[Exercise input Boundary: Start]

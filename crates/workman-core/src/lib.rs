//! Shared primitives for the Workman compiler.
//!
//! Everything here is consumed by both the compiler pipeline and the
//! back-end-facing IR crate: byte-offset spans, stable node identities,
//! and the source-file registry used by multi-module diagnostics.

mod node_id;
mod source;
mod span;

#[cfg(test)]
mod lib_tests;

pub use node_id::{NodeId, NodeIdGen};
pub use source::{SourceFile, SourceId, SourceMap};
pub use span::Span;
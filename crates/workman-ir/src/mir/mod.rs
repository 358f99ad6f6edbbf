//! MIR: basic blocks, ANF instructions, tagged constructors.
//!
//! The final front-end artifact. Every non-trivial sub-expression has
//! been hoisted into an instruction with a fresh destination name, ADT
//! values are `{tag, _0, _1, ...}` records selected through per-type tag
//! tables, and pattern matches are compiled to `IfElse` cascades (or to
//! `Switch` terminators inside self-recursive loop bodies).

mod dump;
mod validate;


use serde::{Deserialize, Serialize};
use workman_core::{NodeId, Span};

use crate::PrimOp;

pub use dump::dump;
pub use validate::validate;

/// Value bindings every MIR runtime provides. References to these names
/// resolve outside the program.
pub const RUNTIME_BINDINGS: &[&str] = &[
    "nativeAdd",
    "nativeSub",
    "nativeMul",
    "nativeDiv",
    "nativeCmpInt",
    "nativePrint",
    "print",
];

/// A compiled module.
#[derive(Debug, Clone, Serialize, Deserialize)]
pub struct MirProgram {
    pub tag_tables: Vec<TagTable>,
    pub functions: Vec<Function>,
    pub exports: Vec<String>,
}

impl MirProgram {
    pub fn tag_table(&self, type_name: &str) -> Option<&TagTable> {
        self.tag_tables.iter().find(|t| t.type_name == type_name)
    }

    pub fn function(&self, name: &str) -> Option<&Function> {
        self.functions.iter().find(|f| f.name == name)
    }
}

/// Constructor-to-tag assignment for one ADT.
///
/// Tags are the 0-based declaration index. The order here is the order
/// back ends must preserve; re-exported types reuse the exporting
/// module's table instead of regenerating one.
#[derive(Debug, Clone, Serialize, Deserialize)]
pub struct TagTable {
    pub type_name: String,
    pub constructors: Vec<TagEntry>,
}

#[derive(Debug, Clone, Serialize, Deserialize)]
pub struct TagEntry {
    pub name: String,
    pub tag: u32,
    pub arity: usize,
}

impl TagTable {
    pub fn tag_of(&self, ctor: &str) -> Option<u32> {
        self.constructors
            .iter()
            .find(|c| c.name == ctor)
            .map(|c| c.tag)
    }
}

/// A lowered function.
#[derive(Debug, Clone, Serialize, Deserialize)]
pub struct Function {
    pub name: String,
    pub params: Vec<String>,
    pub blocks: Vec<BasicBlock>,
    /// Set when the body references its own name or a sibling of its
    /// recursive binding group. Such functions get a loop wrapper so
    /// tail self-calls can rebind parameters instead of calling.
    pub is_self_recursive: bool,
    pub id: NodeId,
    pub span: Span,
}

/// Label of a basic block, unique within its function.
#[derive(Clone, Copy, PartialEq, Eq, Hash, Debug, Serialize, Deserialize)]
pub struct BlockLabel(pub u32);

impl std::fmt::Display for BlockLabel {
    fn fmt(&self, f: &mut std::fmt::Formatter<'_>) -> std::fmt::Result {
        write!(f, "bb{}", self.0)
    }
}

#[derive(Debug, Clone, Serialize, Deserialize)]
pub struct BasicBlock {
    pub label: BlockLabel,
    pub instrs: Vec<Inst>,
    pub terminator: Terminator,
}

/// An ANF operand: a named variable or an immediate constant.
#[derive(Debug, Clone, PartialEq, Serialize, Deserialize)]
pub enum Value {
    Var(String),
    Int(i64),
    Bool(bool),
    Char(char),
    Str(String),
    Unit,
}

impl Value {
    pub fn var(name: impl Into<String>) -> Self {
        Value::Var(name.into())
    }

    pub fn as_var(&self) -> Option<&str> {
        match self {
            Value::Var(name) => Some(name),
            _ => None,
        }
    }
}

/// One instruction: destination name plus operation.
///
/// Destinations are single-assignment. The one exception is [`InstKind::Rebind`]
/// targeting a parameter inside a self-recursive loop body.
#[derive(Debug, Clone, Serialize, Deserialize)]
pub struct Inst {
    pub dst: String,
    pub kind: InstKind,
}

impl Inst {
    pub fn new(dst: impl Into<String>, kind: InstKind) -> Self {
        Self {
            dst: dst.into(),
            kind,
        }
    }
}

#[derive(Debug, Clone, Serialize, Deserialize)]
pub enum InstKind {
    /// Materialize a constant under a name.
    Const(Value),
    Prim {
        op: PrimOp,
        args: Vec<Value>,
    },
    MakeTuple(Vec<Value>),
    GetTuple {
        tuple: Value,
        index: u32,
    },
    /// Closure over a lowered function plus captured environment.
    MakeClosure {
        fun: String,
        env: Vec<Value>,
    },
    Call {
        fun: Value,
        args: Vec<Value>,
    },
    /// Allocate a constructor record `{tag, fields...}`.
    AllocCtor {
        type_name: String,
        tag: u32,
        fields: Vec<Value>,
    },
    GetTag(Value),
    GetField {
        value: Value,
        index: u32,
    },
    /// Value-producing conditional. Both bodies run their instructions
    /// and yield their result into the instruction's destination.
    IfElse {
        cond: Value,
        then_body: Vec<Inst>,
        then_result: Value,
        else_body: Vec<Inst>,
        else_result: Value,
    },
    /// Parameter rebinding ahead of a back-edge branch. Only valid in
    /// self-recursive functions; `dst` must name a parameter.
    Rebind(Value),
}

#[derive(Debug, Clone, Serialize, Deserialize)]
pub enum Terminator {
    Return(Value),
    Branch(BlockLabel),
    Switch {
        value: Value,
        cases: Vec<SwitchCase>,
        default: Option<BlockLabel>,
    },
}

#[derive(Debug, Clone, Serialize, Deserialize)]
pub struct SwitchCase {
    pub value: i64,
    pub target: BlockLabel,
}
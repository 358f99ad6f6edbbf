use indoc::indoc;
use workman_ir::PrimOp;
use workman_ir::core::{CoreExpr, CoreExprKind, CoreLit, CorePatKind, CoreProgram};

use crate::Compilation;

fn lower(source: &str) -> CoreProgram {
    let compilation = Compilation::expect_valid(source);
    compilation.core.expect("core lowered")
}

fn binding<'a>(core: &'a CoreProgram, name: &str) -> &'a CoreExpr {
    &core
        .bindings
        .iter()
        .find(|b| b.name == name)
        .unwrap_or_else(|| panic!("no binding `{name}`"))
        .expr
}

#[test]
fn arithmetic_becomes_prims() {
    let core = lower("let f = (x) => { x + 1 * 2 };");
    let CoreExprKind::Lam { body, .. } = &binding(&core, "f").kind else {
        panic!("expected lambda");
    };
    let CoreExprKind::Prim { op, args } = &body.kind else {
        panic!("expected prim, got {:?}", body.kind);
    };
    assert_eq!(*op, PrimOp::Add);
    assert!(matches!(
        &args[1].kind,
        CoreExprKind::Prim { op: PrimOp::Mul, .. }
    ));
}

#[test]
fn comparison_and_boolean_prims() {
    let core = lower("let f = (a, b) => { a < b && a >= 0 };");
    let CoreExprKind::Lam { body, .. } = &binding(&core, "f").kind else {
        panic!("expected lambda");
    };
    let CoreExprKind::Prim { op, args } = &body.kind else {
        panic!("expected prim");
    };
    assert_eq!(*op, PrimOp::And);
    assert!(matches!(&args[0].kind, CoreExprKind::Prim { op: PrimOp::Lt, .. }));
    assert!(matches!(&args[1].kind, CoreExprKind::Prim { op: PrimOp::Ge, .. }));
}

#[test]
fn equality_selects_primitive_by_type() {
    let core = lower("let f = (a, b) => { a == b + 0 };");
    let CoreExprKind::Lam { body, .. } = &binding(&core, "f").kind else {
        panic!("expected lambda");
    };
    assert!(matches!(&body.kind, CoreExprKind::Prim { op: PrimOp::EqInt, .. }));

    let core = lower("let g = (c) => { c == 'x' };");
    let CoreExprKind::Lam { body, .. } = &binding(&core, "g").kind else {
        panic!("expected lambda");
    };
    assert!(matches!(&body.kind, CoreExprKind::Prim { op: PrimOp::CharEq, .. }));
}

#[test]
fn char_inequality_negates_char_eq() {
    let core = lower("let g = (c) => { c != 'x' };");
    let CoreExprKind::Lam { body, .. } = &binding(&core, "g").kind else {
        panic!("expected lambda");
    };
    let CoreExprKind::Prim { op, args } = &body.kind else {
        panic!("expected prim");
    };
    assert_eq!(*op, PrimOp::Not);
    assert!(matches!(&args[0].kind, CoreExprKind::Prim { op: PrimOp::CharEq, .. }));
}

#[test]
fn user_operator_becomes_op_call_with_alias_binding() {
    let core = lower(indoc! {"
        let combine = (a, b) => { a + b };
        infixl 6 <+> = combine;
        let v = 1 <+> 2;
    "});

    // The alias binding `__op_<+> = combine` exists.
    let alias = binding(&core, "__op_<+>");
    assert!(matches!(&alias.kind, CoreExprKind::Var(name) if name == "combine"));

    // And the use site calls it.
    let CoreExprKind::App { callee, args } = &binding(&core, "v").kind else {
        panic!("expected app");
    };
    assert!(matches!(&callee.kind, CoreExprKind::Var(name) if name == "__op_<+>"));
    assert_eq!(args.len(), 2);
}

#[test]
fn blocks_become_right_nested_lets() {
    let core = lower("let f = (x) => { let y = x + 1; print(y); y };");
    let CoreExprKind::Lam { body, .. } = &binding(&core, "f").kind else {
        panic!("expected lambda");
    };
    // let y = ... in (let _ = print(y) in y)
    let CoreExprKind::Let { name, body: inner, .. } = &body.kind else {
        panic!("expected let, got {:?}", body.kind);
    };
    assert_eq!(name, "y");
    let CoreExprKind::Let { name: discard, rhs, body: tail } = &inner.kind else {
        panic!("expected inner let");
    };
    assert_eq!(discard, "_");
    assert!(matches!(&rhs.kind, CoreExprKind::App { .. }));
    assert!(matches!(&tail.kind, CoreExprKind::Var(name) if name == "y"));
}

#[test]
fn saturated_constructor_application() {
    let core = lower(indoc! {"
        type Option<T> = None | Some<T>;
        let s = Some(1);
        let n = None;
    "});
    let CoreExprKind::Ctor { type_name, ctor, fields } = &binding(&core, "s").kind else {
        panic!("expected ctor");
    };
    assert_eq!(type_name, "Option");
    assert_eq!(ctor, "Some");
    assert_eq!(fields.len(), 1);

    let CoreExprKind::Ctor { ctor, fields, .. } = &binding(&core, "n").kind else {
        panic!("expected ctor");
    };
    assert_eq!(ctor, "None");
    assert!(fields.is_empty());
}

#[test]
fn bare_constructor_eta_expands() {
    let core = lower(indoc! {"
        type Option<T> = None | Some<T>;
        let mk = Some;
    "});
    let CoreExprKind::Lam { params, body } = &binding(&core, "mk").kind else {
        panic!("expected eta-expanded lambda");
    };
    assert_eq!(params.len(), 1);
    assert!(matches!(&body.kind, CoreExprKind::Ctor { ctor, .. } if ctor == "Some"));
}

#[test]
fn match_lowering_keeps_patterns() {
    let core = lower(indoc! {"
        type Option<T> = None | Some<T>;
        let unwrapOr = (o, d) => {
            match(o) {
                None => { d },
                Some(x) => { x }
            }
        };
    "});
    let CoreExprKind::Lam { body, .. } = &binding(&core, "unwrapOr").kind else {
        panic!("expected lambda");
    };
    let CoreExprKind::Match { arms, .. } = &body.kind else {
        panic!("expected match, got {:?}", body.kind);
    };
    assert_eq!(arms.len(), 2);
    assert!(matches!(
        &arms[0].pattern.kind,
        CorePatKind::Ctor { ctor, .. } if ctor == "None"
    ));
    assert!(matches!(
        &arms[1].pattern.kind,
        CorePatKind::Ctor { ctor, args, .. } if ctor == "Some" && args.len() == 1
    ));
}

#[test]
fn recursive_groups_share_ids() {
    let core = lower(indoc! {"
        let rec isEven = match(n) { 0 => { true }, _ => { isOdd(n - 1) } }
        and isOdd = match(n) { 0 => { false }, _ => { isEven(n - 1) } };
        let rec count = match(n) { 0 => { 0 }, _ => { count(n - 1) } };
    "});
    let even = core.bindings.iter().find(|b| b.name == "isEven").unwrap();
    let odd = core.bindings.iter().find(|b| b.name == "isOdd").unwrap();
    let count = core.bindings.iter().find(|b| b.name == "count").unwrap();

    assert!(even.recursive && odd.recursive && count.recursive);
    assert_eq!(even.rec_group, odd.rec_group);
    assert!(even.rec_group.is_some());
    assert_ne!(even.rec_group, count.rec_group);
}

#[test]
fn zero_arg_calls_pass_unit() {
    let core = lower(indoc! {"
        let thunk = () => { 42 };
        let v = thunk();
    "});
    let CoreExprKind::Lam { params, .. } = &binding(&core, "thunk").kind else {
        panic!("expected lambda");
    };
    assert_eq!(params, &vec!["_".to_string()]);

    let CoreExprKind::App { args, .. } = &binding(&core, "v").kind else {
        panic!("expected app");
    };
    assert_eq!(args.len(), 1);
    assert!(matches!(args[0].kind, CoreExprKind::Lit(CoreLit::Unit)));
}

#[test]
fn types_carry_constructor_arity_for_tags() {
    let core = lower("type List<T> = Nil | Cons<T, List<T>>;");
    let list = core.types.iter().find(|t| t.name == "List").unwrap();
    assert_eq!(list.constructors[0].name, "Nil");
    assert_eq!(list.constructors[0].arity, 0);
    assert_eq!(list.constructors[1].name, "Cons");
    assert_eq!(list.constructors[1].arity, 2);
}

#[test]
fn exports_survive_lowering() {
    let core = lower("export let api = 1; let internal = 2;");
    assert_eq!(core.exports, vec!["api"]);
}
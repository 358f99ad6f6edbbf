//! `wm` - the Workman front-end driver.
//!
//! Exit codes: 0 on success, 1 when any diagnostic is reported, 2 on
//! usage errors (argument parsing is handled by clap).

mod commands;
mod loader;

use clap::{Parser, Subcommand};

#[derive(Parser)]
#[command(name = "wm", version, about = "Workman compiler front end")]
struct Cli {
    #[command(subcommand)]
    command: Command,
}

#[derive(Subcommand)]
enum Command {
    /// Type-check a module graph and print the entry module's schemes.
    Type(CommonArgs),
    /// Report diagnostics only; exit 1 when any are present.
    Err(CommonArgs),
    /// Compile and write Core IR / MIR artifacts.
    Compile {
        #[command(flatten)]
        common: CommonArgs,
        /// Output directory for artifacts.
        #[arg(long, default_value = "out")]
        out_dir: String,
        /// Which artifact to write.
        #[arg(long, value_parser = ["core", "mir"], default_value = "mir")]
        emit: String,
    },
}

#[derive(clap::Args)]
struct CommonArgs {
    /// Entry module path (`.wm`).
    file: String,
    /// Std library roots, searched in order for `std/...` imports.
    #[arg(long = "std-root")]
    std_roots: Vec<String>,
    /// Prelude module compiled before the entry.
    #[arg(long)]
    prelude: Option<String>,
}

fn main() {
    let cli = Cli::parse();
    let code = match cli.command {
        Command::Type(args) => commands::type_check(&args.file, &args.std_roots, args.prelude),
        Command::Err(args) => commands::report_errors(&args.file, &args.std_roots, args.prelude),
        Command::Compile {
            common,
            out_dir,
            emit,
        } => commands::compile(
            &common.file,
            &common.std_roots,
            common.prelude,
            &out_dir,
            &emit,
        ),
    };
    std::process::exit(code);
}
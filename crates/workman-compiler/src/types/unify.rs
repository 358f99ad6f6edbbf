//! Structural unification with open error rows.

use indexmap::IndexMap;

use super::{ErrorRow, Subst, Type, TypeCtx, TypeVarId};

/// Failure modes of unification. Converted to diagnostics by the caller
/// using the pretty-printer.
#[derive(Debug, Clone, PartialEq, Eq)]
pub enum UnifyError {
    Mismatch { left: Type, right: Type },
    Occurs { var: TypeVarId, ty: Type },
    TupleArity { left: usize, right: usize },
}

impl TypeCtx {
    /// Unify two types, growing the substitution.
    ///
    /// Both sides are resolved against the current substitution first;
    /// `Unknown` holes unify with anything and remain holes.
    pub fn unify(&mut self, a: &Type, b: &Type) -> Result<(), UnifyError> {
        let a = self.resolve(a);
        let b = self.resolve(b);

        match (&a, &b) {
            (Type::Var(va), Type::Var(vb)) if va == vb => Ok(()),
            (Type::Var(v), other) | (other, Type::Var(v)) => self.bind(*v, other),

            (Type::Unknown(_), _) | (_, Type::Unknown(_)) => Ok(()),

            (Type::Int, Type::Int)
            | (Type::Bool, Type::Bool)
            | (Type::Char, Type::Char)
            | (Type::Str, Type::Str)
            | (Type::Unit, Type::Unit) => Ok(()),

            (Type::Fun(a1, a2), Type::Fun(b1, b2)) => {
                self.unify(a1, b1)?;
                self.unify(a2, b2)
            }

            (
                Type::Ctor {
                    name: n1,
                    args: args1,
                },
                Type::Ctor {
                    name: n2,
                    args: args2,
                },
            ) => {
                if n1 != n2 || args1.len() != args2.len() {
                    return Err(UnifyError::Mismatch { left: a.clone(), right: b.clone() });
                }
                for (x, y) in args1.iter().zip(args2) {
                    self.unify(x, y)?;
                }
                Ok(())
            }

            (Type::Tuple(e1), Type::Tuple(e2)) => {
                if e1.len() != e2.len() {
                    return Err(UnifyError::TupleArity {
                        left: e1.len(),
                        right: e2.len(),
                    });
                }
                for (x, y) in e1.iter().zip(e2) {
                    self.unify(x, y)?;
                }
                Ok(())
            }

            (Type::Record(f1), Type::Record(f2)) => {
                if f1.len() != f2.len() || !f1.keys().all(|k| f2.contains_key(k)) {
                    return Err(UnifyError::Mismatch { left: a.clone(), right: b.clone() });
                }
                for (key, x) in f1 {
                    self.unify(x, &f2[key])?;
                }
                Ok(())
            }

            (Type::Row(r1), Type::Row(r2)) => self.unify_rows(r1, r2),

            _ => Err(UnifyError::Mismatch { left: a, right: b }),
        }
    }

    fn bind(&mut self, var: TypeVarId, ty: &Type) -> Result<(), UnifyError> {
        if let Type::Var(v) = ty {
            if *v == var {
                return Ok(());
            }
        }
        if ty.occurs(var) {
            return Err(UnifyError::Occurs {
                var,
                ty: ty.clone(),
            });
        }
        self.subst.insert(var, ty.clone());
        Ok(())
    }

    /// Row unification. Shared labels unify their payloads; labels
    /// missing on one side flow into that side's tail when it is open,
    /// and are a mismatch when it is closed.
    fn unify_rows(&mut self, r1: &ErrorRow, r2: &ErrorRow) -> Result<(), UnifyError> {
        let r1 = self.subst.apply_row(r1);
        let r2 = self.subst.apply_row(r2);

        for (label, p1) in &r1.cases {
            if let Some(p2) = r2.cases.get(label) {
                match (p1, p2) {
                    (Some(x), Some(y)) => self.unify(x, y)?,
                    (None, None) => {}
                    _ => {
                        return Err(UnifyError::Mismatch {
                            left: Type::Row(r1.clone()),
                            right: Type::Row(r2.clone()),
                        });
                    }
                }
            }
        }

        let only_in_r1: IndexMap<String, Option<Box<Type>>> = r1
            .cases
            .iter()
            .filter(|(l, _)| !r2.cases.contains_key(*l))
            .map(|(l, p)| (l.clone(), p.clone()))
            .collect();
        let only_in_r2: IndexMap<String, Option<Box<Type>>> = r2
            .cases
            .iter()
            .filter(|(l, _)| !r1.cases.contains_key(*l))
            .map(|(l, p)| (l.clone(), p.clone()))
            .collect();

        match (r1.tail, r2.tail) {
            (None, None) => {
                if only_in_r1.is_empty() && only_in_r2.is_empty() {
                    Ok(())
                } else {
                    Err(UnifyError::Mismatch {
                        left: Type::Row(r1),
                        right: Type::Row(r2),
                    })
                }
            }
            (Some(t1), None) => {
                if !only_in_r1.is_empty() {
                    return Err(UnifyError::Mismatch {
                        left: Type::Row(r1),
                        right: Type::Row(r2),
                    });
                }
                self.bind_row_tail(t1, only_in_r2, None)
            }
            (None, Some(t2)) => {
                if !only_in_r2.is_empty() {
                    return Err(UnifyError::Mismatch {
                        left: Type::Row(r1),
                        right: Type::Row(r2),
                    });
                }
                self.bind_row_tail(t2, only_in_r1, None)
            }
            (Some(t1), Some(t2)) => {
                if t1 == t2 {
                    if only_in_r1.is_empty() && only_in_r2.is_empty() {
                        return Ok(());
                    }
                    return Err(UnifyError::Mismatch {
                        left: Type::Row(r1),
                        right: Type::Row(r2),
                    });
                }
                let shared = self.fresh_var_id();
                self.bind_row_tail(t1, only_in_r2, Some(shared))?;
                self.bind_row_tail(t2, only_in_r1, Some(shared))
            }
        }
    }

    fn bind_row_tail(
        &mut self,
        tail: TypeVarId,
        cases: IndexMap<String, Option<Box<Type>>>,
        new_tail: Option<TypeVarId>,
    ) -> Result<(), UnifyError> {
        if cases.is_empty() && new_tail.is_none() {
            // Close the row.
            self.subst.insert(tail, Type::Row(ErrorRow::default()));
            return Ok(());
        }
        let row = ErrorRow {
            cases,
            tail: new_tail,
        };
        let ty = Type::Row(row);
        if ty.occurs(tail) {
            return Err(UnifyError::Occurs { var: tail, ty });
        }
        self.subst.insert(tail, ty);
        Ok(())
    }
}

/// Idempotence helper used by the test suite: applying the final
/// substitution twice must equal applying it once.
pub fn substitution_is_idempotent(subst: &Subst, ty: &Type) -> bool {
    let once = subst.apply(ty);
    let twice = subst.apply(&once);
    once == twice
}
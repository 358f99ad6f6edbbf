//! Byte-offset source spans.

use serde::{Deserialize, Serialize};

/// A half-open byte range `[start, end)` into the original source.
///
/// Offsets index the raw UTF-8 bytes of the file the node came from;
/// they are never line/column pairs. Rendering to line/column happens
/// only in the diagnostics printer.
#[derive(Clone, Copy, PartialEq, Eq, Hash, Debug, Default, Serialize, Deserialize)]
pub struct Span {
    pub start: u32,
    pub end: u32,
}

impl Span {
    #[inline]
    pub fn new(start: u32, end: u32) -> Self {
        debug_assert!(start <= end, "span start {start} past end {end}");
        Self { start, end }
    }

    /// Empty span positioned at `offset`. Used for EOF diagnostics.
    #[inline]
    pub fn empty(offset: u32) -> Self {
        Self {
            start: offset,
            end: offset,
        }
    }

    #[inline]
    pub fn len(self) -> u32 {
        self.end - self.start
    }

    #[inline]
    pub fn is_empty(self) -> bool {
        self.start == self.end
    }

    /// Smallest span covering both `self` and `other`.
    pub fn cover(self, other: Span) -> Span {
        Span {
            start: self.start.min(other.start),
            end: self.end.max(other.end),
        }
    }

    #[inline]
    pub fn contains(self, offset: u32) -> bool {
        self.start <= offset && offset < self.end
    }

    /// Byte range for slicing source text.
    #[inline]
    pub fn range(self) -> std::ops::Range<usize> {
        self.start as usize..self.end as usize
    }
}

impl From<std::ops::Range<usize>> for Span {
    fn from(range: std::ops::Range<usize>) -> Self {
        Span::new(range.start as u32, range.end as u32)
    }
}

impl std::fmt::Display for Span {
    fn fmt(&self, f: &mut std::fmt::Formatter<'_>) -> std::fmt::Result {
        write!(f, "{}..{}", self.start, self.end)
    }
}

[Exercise input Boundary: End]

◆ **Try it**:
Which lines hold the word "count"? Copy each of them from the records.

◆ **Solution for this exercise**:
        let rec count = match(n) { 0 => { 0 }, _ => { count(n - 1) } };
    let count = core.bindings.iter().find(|b| b.name == "count").unwrap();
    assert!(even.recursive && odd.recursive && count.recursive);
    assert_ne!(even.rec_group, count.rec_group);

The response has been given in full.